Add to that the delays (and added untold cost to the taxpayers) by the said P to put his name on the relief checks. What egotistical bombast! As for his vendetta that now projects the collapse of the U.S. Postal Service? How are those utility bills and credit cards going to be paid? What madness!

We can add the frustration of parts of the public, as we’ve seen in Michigan. But the protests?

Likewise, think of the Wisconsin officials who urged voters not to vote by mail but then did so themselves. While wearing masks.

Hypocrisy rules on the right, never more so than now.

Don’t overlook those who argue that we should put the health of the economy above the health of the people, which fails to acknowledge the crushing economic cost of a full-on pandemic. Pro-life doesn’t end at birth.

At the moment, Covid threatens to constrain our individual pursuit of full life, liberty, and happiness – just listen to those who have come down with heavy symptoms or lost loved ones – but for most of us, it’s a passing cloud.

~*~

Still, the drastic anti-Covid restraints are having some positive impacts.

Look at the numbers of new cases and fatalities and you’ll notice that Coronavirus infections have tempered to an incremental advance rather than an exponential explosion. Huzzah huzzah! Cross our fingers, right? As I write, there are 69 cases in my county, the majority of those in my city, but the county just to our south and west reports 378 cases and the county to our east has four fatalities. That might not sound like much until you consider that there are only 302 hospital beds in my said county, and only a fraction of those are for intensive care. Specific figures for intensive-care beds or ventilators are hard to find, but where I am, I’m guessing we’d be hard-pressed to find more than two dozen. OK, you do the math.

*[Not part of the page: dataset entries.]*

//! Texture management
//!
//! Each display has two images: the darker backdrop and the normal
//! screenshot. The normal one lives on the GPU for the whole session; the
//! darker one stays in CPU memory and a fresh GPU texture is made from it
//! whenever the caller asks (once per activation, not per frame).
//!
//! Callers never see GL names. They get a [`Texture`] handle whose methods
//! are blocking round trips to the executor. Dropping the handle releases
//! the GPU texture; anything still outstanding is released with the session.
//!
//! Pixels are RGBA8 with image row 0 stored as texture row 0. Reads and
//! writes use the same addressing, so writing a rectangle and reading it
//! back returns the same bytes.

use glow::HasContext;
use regionshot_types::{RawImage, rgba_len};
use tracing::debug;

use crate::error::RendererError;
use crate::executor::{ExecutorError, MainThread, WeakMainThread};
use crate::renderer::GlState;

/// Whether `width`x`height` at `left`,`top` fits in a texture of the given size
fn region_in_bounds(
    texture_width: u32,
    texture_height: u32,
    left: u32,
    top: u32,
    width: u32,
    height: u32,
) -> bool {
    left.checked_add(width).is_some_and(|right| right <= texture_width)
        && top.checked_add(height).is_some_and(|bottom| bottom <= texture_height)
}

/// A texture resident on the GPU, owned by the session
pub(crate) struct GpuTexture {
    raw: glow::NativeTexture,
    width: u32,
    height: u32,
}

impl GpuTexture {
    /// Upload an image as a new texture
    pub(crate) fn upload(
        gl: &glow::Context,
        image: &RawImage,
        smooth: bool,
    ) -> Result<Self, RendererError> {
        let filter = (if smooth { glow::LINEAR } else { glow::NEAREST }) as i32;

        // SAFETY: called on the executor thread with a session context current;
        // the pixel slice matches width * height * 4 (checked by RawImage).
        let raw = unsafe {
            let raw = gl.create_texture().map_err(RendererError::Gpu)?;
            gl.bind_texture(glow::TEXTURE_2D, Some(raw));
            gl.tex_parameter_i32(glow::TEXTURE_2D, glow::TEXTURE_MIN_FILTER, filter);
            gl.tex_parameter_i32(glow::TEXTURE_2D, glow::TEXTURE_MAG_FILTER, filter);
            gl.tex_parameter_i32(
                glow::TEXTURE_2D,
                glow::TEXTURE_WRAP_S,
                glow::CLAMP_TO_EDGE as i32,
            );
            gl.tex_parameter_i32(
                glow::TEXTURE_2D,
                glow::TEXTURE_WRAP_T,
                glow::CLAMP_TO_EDGE as i32,
            );
            gl.pixel_store_i32(glow::UNPACK_ALIGNMENT, 1);
            gl.tex_image_2d(
                glow::TEXTURE_2D,
                0,
                glow::RGBA8 as i32,
                image.width() as i32,
                image.height() as i32,
                0,
                glow::RGBA,
                glow::UNSIGNED_BYTE,
                glow::PixelUnpackData::Slice(Some(image.pixels())),
            );
            gl.bind_texture(glow::TEXTURE_2D, None);
            raw
        };

        debug!(
            width = image.width(),
            height = image.height(),
            "uploaded texture"
        );
        Ok(Self {
            raw,
            width: image.width(),
            height: image.height(),
        })
    }

    pub(crate) fn raw(&self) -> glow::NativeTexture {
        self.raw
    }

    pub(crate) fn size(&self) -> (u32, u32) {
        (self.width, self.height)
    }

    pub(crate) fn bind(&self, gl: &glow::Context) {
        // SAFETY: executor thread, session context current
        unsafe { gl.bind_texture(glow::TEXTURE_2D, Some(self.raw)) }
    }

    pub(crate) fn unbind(gl: &glow::Context) {
        // SAFETY: executor thread, session context current
        unsafe { gl.bind_texture(glow::TEXTURE_2D, None) }
    }

    /// Check that a rectangle lies inside the texture
    fn check_region(
        &self,
        left: u32,
        top: u32,
        width: u32,
        height: u32,
    ) -> Result<(), RendererError> {
        if region_in_bounds(self.width, self.height, left, top, width, height) {
            Ok(())
        } else {
            Err(RendererError::OutOfBounds {
                left,
                top,
                width,
                height,
                texture_width: self.width,
                texture_height: self.height,
            })
        }
    }

    /// Replace a sub-rectangle of the texture
    pub(crate) fn write(
        &self,
        gl: &glow::Context,
        x: u32,
        y: u32,
        width: u32,
        height: u32,
        pixels: &[u8],
    ) -> Result<(), RendererError> {
        let expected = rgba_len(width, height);
        if pixels.len() != expected {
            return Err(RendererError::InvalidPixelBuffer {
                expected,
                actual: pixels.len(),
            });
        }
        self.check_region(x, y, width, height)?;

        // SAFETY: region and buffer length validated above
        unsafe {
            gl.bind_texture(glow::TEXTURE_2D, Some(self.raw));
            gl.pixel_store_i32(glow::UNPACK_ALIGNMENT, 1);
            gl.tex_sub_image_2d(
                glow::TEXTURE_2D,
                0,
                x as i32,
                y as i32,
                width as i32,
                height as i32,
                glow::RGBA,
                glow::UNSIGNED_BYTE,
                glow::PixelUnpackData::Slice(Some(pixels)),
            );
            gl.bind_texture(glow::TEXTURE_2D, None);
        }
        Ok(())
    }

    /// Read back a sub-rectangle of the texture.
    ///
    /// The texture is attached to a temporary framebuffer which is deleted
    /// before returning.
    pub(crate) fn read(
        &self,
        gl: &glow::Context,
        left: u32,
        top: u32,
        width: u32,
        height: u32,
    ) -> Result<Vec<u8>, RendererError> {
        self.check_region(left, top, width, height)?;
        let mut pixels = vec![0u8; rgba_len(width, height)];

        // SAFETY: region validated above; the buffer holds width * height RGBA pixels
        unsafe {
            let framebuffer = gl.create_framebuffer().map_err(RendererError::Gpu)?;
            gl.bind_texture(glow::TEXTURE_2D, Some(self.raw));
            gl.bind_framebuffer(glow::READ_FRAMEBUFFER, Some(framebuffer));
            gl.framebuffer_texture_2d(
                glow::READ_FRAMEBUFFER,
                glow::COLOR_ATTACHMENT0,
                glow::TEXTURE_2D,
                Some(self.raw),
                0,
            );
            gl.pixel_store_i32(glow::PACK_ALIGNMENT, 1);
            gl.read_pixels(
                left as i32,
                top as i32,
                width as i32,
                height as i32,
                glow::RGBA,
                glow::UNSIGNED_BYTE,
                glow::PixelPackData::Slice(Some(pixels.as_mut_slice())),
            );
            gl.bind_framebuffer(glow::READ_FRAMEBUFFER, None);
            gl.delete_framebuffer(framebuffer);
            gl.bind_texture(glow::TEXTURE_2D, None);
        }
        Ok(pixels)
    }

    pub(crate) fn delete(self, gl: &glow::Context) {
        // SAFETY: the texture is owned by this value and not bound anywhere else
        unsafe { gl.delete_texture(self.raw) }
    }
}

/// Opaque handle to a texture owned by the renderer.
///
/// Every method runs on the executor and blocks until done; any thread may
/// call them, except from inside an input callback. The handle does not keep
/// the renderer alive: once it is gone, methods fail with a disconnected
/// executor error.
pub struct Texture {
    id: u64,
    executor: WeakMainThread<GlState>,
}

impl std::fmt::Debug for Texture {
    fn fmt(&self, f: &mut std::fmt::Formatter<'_>) -> std::fmt::Result {
        f.debug_struct("Texture").field("id", &self.id).finish()
    }
}

impl Texture {
    pub(crate) fn new(id: u64, executor: WeakMainThread<GlState>) -> Self {
        Self { id, executor }
    }

    pub(crate) fn id(&self) -> u64 {
        self.id
    }

    fn executor(&self) -> Result<MainThread<GlState>, RendererError> {
        self.executor
            .upgrade()
            .ok_or(RendererError::Executor(ExecutorError::Disconnected))
    }

    /// Bind the texture for drawing or pixel operations
    pub fn begin(&self) -> Result<(), RendererError> {
        let id = self.id;
        self.executor()?.exec(move |state| state.bind_texture(id))?
    }

    /// Unbind the texture
    pub fn end(&self) -> Result<(), RendererError> {
        let id = self.id;
        self.executor()?.exec(move |state| state.unbind_texture(id))?
    }

    /// Overwrite a `width` x `height` RGBA rectangle at (`x`, `y`)
    pub fn set_pixels(
        &self,
        x: u32,
        y: u32,
        width: u32,
        height: u32,
        pixels: &[u8],
    ) -> Result<(), RendererError> {
        let expected = rgba_len(width, height);
        if pixels.len() != expected {
            return Err(RendererError::InvalidPixelBuffer {
                expected,
                actual: pixels.len(),
            });
        }
        let id = self.id;
        let pixels = pixels.to_vec();
        self.executor()?
            .exec(move |state| state.write_texture(id, x, y, width, height, &pixels))?
    }

    /// Read back a rectangle of RGBA pixels, rows top to bottom
    pub fn pixels(
        &self,
        left: u32,
        top: u32,
        width: u32,
        height: u32,
    ) -> Result<Vec<u8>, RendererError> {
        let id = self.id;
        self.executor()?
            .exec(move |state| state.read_texture(id, left, top, width, height))?
    }

    /// Texture dimensions in pixels
    pub fn width_height(&self) -> Result<(u32, u32), RendererError> {
        let id = self.id;
        self.executor()?.exec(move |state| state.texture_size(id))?
    }
}

impl Drop for Texture {
    fn drop(&mut self) {
        // Queued, not waited on: the handle may be dropped on the executor thread
        if let Some(executor) = self.executor.upgrade() {
            let id = self.id;
            let _ = executor.post(move |state| state.release_texture(id));
        }
    }
}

Overload approaching.

Personally, I haven’t yet heard of any fatalities involving people I know, but my wife knows one and a longtime friend reports another.The circle grows tighter but is intact.

~*~

Another plus is in the improved air-quality of many of our cities, led by smog-centric Los Angeles itself.

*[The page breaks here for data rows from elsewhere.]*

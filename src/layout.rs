// Boost/Apache2 License

//! Structure layouts shared with the system libraries.
//!
//! Field order, width and signedness follow the Win32 headers exactly. The
//! bitmap records derive [`Pod`], which refuses to compile if the compiler
//! would have to insert padding anywhere.

use crate::gdi::RawHandle;
use crate::surface::ChannelMasks;

use bytemuck::{Pod, Zeroable};

use std::convert::TryFrom;
use std::ffi::c_void;
use std::mem;
use std::ptr;

/// Compression modes for a device-independent bitmap.
#[repr(u32)]
#[derive(Debug, Copy, Clone, PartialEq, Eq)]
pub enum Compression {
    /// Uncompressed.
    Rgb = 0x0000,

    /// 8-bit run-length encoding.
    Rle8 = 0x0001,

    /// 4-bit run-length encoding.
    Rle4 = 0x0002,

    /// Uncompressed, with the channel layout given by the header's color masks.
    BitFields = 0x0003,

    /// The image is a JPEG.
    Jpeg = 0x0004,

    /// The image is a PNG.
    Png = 0x0005,

    /// Uncompressed CMYK.
    Cmyk = 0x000B,

    /// 8-bit run-length encoded CMYK.
    CmykRle8 = 0x000C,

    /// 4-bit run-length encoded CMYK.
    CmykRle4 = 0x000D,
}

/// How the color table of a DIB section is interpreted.
#[repr(u32)]
#[derive(Debug, Copy, Clone, PartialEq, Eq)]
pub enum DibUsage {
    /// The color table holds literal RGB values.
    RgbColors = 0,

    /// The color table holds indices into the selected palette.
    PalColors = 1,
}

/// A CIE XYZ color endpoint, in 2.30 fixed point.
#[repr(C)]
#[derive(Debug, Default, Copy, Clone, PartialEq, Eq, Pod, Zeroable)]
pub struct CieXyz {
    pub x: i32,
    pub y: i32,
    pub z: i32,
}

/// Red, green and blue CIE XYZ endpoints.
#[repr(C)]
#[derive(Debug, Default, Copy, Clone, PartialEq, Eq, Pod, Zeroable)]
pub struct CieXyzTriple {
    pub red: CieXyz,
    pub green: CieXyz,
    pub blue: CieXyz,
}

/// The `BITMAPV4HEADER` record.
#[repr(C)]
#[derive(Debug, Default, Copy, Clone, PartialEq, Eq, Pod, Zeroable)]
pub struct BitmapV4Header {
    /// Size of this record in bytes.
    pub size: u32,
    pub width: i32,
    /// Negative for top-down row order.
    pub height: i32,
    pub planes: u16,
    pub bit_count: u16,
    /// A [`Compression`] value.
    pub compression: u32,
    pub size_image: u32,
    pub x_pels_per_meter: i32,
    pub y_pels_per_meter: i32,
    pub clr_used: u32,
    pub clr_important: u32,
    pub red_mask: u32,
    pub green_mask: u32,
    pub blue_mask: u32,
    pub alpha_mask: u32,
    pub cs_type: u32,
    pub endpoints: CieXyzTriple,
    pub gamma_red: u32,
    pub gamma_green: u32,
    pub gamma_blue: u32,
}

impl BitmapV4Header {
    /// Size of the record, as stored in its `size` field.
    pub const SIZE: u32 = mem::size_of::<Self>() as u32;

    /// Header for a top-down, 32 bits per pixel, bit-field masked image.
    pub fn top_down_32bpp(width: i32, height: i32, masks: ChannelMasks) -> Self {
        Self {
            size: Self::SIZE,
            width,
            height: -height,
            planes: 1,
            bit_count: 32,
            compression: Compression::BitFields as u32,
            alpha_mask: masks.alpha,
            red_mask: masks.red,
            green_mask: masks.green,
            blue_mask: masks.blue,
            ..Self::zeroed()
        }
    }

    /// The compression mode, if it is a known one.
    pub fn compression(&self) -> Option<Compression> {
        Compression::try_from(self.compression).ok()
    }
}

impl TryFrom<u32> for Compression {
    type Error = u32;

    fn try_from(value: u32) -> Result<Self, u32> {
        Ok(match value {
            0x0000 => Self::Rgb,
            0x0001 => Self::Rle8,
            0x0002 => Self::Rle4,
            0x0003 => Self::BitFields,
            0x0004 => Self::Jpeg,
            0x0005 => Self::Png,
            0x000B => Self::Cmyk,
            0x000C => Self::CmykRle8,
            0x000D => Self::CmykRle4,
            other => return Err(other),
        })
    }
}

/// The `RGBQUAD` record.
#[repr(C)]
#[derive(Debug, Default, Copy, Clone, PartialEq, Eq, Pod, Zeroable)]
pub struct RgbQuad {
    pub blue: u8,
    pub green: u8,
    pub red: u8,
    pub reserved: u8,
}

/// A `BITMAPINFO` record whose header is a [`BitmapV4Header`].
///
/// The color table is never read for bit-field images, but it is part of the
/// record the system expects to be addressable.
#[repr(C)]
#[derive(Debug, Default, Copy, Clone, PartialEq, Eq, Pod, Zeroable)]
pub struct BitmapInfo {
    pub header: BitmapV4Header,
    pub colors: [RgbQuad; 1],
}

impl BitmapInfo {
    /// Bitmap info for a top-down 32-bit image with the given channel masks.
    pub fn top_down_32bpp(width: i32, height: i32, masks: ChannelMasks) -> Self {
        Self {
            header: BitmapV4Header::top_down_32bpp(width, height, masks),
            colors: [RgbQuad::default()],
        }
    }
}

/// The `ICONINFO` record.
#[repr(C)]
#[derive(Debug, Copy, Clone, PartialEq, Eq)]
pub struct IconInfo {
    /// `TRUE` for an icon, `FALSE` for a cursor.
    pub icon: i32,
    pub x_hotspot: u32,
    pub y_hotspot: u32,
    /// The monochrome mask bitmap.
    pub mask: RawHandle,
    /// The color bitmap.
    pub color: RawHandle,
}

impl IconInfo {
    /// Describe a cursor with the given hotspot and bitmaps.
    pub fn cursor(x_hotspot: u32, y_hotspot: u32, mask: RawHandle, color: RawHandle) -> Self {
        Self {
            icon: 0,
            x_hotspot,
            y_hotspot,
            mask,
            color,
        }
    }

    /// Whether this describes an icon rather than a cursor.
    pub fn is_icon(&self) -> bool {
        self.icon != 0
    }
}

/// The cursor library's own record for a cursor.
///
/// Fallback cursors are stored in one of these so that code expecting a
/// library cursor can use them unchanged.
#[repr(C)]
#[derive(Debug, Copy, Clone)]
pub struct CursorRecord {
    /// Link to the next cursor in the library's list.
    pub next: *mut CursorRecord,

    /// The driver's payload; the `HICON` on Windows.
    pub driver_data: *mut c_void,
}

impl CursorRecord {
    /// A record with no successor, carrying `icon` as its driver data.
    pub fn for_icon(icon: RawHandle) -> Self {
        Self {
            next: ptr::null_mut(),
            driver_data: crate::strict::reconstitute(icon) as *mut c_void,
        }
    }

    /// The icon handle carried in the driver data.
    pub fn icon(&self) -> RawHandle {
        crate::strict::expose(self.driver_data as *const ())
    }
}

Imagine what would happen if the metropolis shifted totally to electrical and natural-gas transportation? There’s reason to hope.

Oh, yes, and I understand there’s a lot of home baking going on. We can ask how much is bread and how much is cake and how much is something quite different.

~*~

So we do what we can and wait.

How are you and yours faring?

2 thoughts on “As the random blahs kick in

  1. We live in the middle of nowhere in north Georgia in a county that has no hospital at all. That said, we are doing okay, My husband has been an invalid for three years, and I had to quit working in order to take care of him, so we have are used to being at home, but this is different now. We miss the visits from the neighbor children who used to stop by two or three times a week before the virus. My 91-year-old father who is still in relatively good health came for lunch every Sunday after church, and now he can’t come and we can’t go visit him, although we do talk on the phone every day. If he gets sick with this virus, I may never see him again. We are cautious about going to the grocery store and the pharmacy. There is no home delivery of anything where we live (except pizza). But we live in a beautiful setting. I can garden, and I enjoy reading and listening to music and singing. I go out on my front porch every morning and sing to the world even though no one lives close enough to hear me. And I’m grateful for technology that enables us to keep in touch with family and friends and physicians. So we are faring well, all in all.